For the records that follow, say how many lines have the word "IconKind" in them. Write the number and nothing more.

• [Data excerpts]
══════

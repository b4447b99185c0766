//! Desktop icon model

use std::fmt;
use std::str::FromStr;

use serde::{Deserialize, Serialize};
use serde_json::{Map, Value};

/// Server-assigned icon identifier, unique within a scope
#[derive(Debug, Clone, Copy, PartialEq, Eq, Hash, PartialOrd, Ord, Serialize, Deserialize)]
#[serde(transparent)]
pub struct IconId(i64);

impl IconId {
    pub const fn new(id: i64) -> Self {
        Self(id)
    }

    pub const fn get(self) -> i64 {
        self.0
    }
}

impl From<i64> for IconId {
    fn from(value: i64) -> Self {
        Self(value)
    }
}

impl fmt::Display for IconId {
    fn fmt(&self, f: &mut fmt::Formatter<'_>) -> fmt::Result {
        write!(f, "{}", self.0)
    }
}

impl FromStr for IconId {
    type Err = std::num::ParseIntError;

    fn from_str(s: &str) -> Result<Self, Self::Err> {
        Ok(Self(s.trim().parse()?))
    }
}

/// Server-assigned folder (category) identifier
#[derive(Debug, Clone, Copy, PartialEq, Eq, Hash, PartialOrd, Ord, Serialize, Deserialize)]
#[serde(transparent)]
pub struct CategoryId(i64);

impl CategoryId {
    pub const fn new(id: i64) -> Self {
        Self(id)
    }

    pub const fn get(self) -> i64 {
        self.0
    }
}

impl From<i64> for CategoryId {
    fn from(value: i64) -> Self {
        Self(value)
    }
}

impl fmt::Display for CategoryId {
    fn fmt(&self, f: &mut fmt::Formatter<'_>) -> fmt::Result {
        write!(f, "{}", self.0)
    }
}

/// Resource kinds the server lists as smart folders
#[derive(Debug, Clone, Copy, PartialEq, Eq, Hash)]
pub enum MediaKind {
    Image,
    Doc,
    Video,
    Audio,
}

impl MediaKind {
    pub const ALL: [Self; 4] = [Self::Image, Self::Doc, Self::Video, Self::Audio];

    pub const fn as_str(self) -> &'static str {
        match self {
            Self::Image => "image",
            Self::Doc => "doc",
            Self::Video => "video",
            Self::Audio => "audio",
        }
    }
}

/// A `parent_id` as the desktop endpoints understand it.
///
/// `Root` and `Category` are real containers. `Recent` and `Media` are
/// server-side views that can be listed but never receive icons.
#[derive(Debug, Clone, Copy, PartialEq, Eq, Hash, Default)]
pub enum FolderRef {
    /// The desktop itself
    #[default]
    Root,
    /// A folder, by category id
    Category(CategoryId),
    /// The twenty most recently created icons
    Recent,
    /// Every resource of one kind
    Media(MediaKind),
}

impl FolderRef {
    /// Whether icons can be moved or created here
    pub const fn accepts_icons(self) -> bool {
        matches!(self, Self::Root | Self::Category(_))
    }
}

impl fmt::Display for FolderRef {
    fn fmt(&self, f: &mut fmt::Formatter<'_>) -> fmt::Result {
        match self {
            Self::Root => f.write_str("root"),
            Self::Category(id) => write!(f, "{id}"),
            Self::Recent => f.write_str("recent"),
            Self::Media(kind) => f.write_str(kind.as_str()),
        }
    }
}

impl FromStr for FolderRef {
    type Err = String;

    fn from_str(s: &str) -> Result<Self, Self::Err> {
        let s = s.trim().to_ascii_lowercase();
        if s.is_empty() || s == "root" {
            return Ok(Self::Root);
        }
        if s == "recent" {
            return Ok(Self::Recent);
        }
        if let Some(kind) = MediaKind::ALL.into_iter().find(|kind| kind.as_str() == s) {
            return Ok(Self::Media(kind));
        }
        s.parse::<i64>()
            .map(|id| Self::Category(CategoryId(id)))
            .map_err(|_| format!("unknown folder '{s}'"))
    }
}

/// Numeric ids go out as numbers, everything else as its name.
impl Serialize for FolderRef {
    fn serialize<S: serde::Serializer>(&self, serializer: S) -> Result<S::Ok, S::Error> {
        match self {
            Self::Category(id) => serializer.serialize_i64(id.get()),
            other => serializer.collect_str(other),
        }
    }
}

/// What an icon points at.
///
/// The server reports the content type's model name; names other than
/// `category` and `resource` are kept verbatim.
#[derive(Debug, Clone, PartialEq, Eq, Hash, Serialize, Deserialize)]
#[serde(from = "String", into = "String")]
pub enum IconKind {
    /// A folder
    Category,
    /// A file or link
    Resource,
    /// Anything else, including the server's own `unknown`
    Unknown(String),
}

impl IconKind {
    pub fn as_str(&self) -> &str {
        match self {
            Self::Category => "category",
            Self::Resource => "resource",
            Self::Unknown(name) => name,
        }
    }
}

impl From<String> for IconKind {
    fn from(value: String) -> Self {
        match value.as_str() {
            "category" => Self::Category,
            "resource" => Self::Resource,
            _ => Self::Unknown(value),
        }
    }
}

impl From<IconKind> for String {
    fn from(value: IconKind) -> Self {
        match value {
            IconKind::Unknown(name) => name,
            known => known.as_str().to_string(),
        }
    }
}

/// How a link icon opens
#[derive(Debug, Clone, Copy, PartialEq, Eq, Default, Serialize, Deserialize)]
#[serde(rename_all = "lowercase")]
pub enum OpenMode {
    /// Inside a desktop window
    #[default]
    Window,
    /// In a new browser tab
    Tab,
}

#[derive(Debug, Clone, PartialEq, Serialize, Deserialize)]
pub struct FolderData {
    #[serde(default, skip_serializing_if = "Option::is_none")]
    pub id: Option<CategoryId>,
    pub name: String,
    #[serde(default, skip_serializing_if = "Option::is_none")]
    pub icon: Option<String>,
    #[serde(flatten)]
    pub extra: Map<String, Value>,
}

#[derive(Debug, Clone, PartialEq, Serialize, Deserialize)]
pub struct LinkData {
    pub link: String,
    #[serde(default, skip_serializing_if = "Option::is_none")]
    pub open_mode: Option<OpenMode>,
    #[serde(flatten)]
    pub extra: Map<String, Value>,
}

impl LinkData {
    pub fn open_mode(&self) -> OpenMode {
        self.open_mode.unwrap_or_default()
    }
}

#[derive(Debug, Clone, PartialEq, Serialize, Deserialize)]
pub struct FileData {
    pub file: String,
    #[serde(default, skip_serializing_if = "Option::is_none")]
    pub kind: Option<String>,
    #[serde(flatten)]
    pub extra: Map<String, Value>,
}

/// Polymorphic icon payload.
///
/// Variants are tried in order: a `name` marks a folder, a non-null `link`
/// a link, a non-null `file` a stored file. Anything else is kept raw.
#[derive(Debug, Clone, PartialEq, Serialize, Deserialize)]
#[serde(untagged)]
pub enum IconData {
    Folder(FolderData),
    Link(LinkData),
    File(FileData),
    Other(Map<String, Value>),
}

/// An icon on the desktop or inside a folder
///
/// Fields the client does not interpret (`parent_folder_id`, `updated_at`,
/// ...) are kept in `extra`, and `type`/`data` are written back only when
/// the server sent them, so a cached icon serializes to what was received.
#[derive(Debug, Clone, PartialEq, Serialize, Deserialize)]
pub struct Icon {
    pub id: IconId,
    #[serde(default)]
    pub title: String,
    #[serde(rename = "type", default, skip_serializing_if = "Option::is_none")]
    pub kind: Option<IconKind>,
    #[serde(default)]
    pub x: i64,
    #[serde(default)]
    pub y: i64,
    #[serde(default, skip_serializing_if = "Option::is_none")]
    pub data: Option<IconData>,
    #[serde(flatten)]
    pub extra: Map<String, Value>,
}

impl Icon {
    /// Create an icon with no payload at the origin
    #[must_use]
    pub fn new(id: impl Into<IconId>, title: impl Into<String>, kind: IconKind) -> Self {
        Self {
            id: id.into(),
            title: title.into(),
            kind: Some(kind),
            x: 0,
            y: 0,
            data: None,
            extra: Map::new(),
        }
    }

    #[must_use]
    pub const fn with_position(mut self, x: i64, y: i64) -> Self {
        self.x = x;
        self.y = y;
        self
    }

    #[must_use]
    pub fn with_data(mut self, data: IconData) -> Self {
        self.data = Some(data);
        self
    }

    pub const fn is_folder(&self) -> bool {
        matches!(self.kind, Some(IconKind::Category)) || matches!(self.data, Some(IconData::Folder(_)))
    }

    /// Category this icon opens, when it is a folder.
    ///
    /// Read from the folder payload, falling back to the generic `object_id`.
    pub fn folder_id(&self) -> Option<CategoryId> {
        if !self.is_folder() {
            return None;
        }
        match &self.data {
            Some(IconData::Folder(FolderData { id: Some(id), .. })) => Some(*id),
            _ => self
                .extra
                .get("object_id")
                .and_then(Value::as_i64)
                .map(CategoryId),
        }
    }
}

══════

• [Written response] 9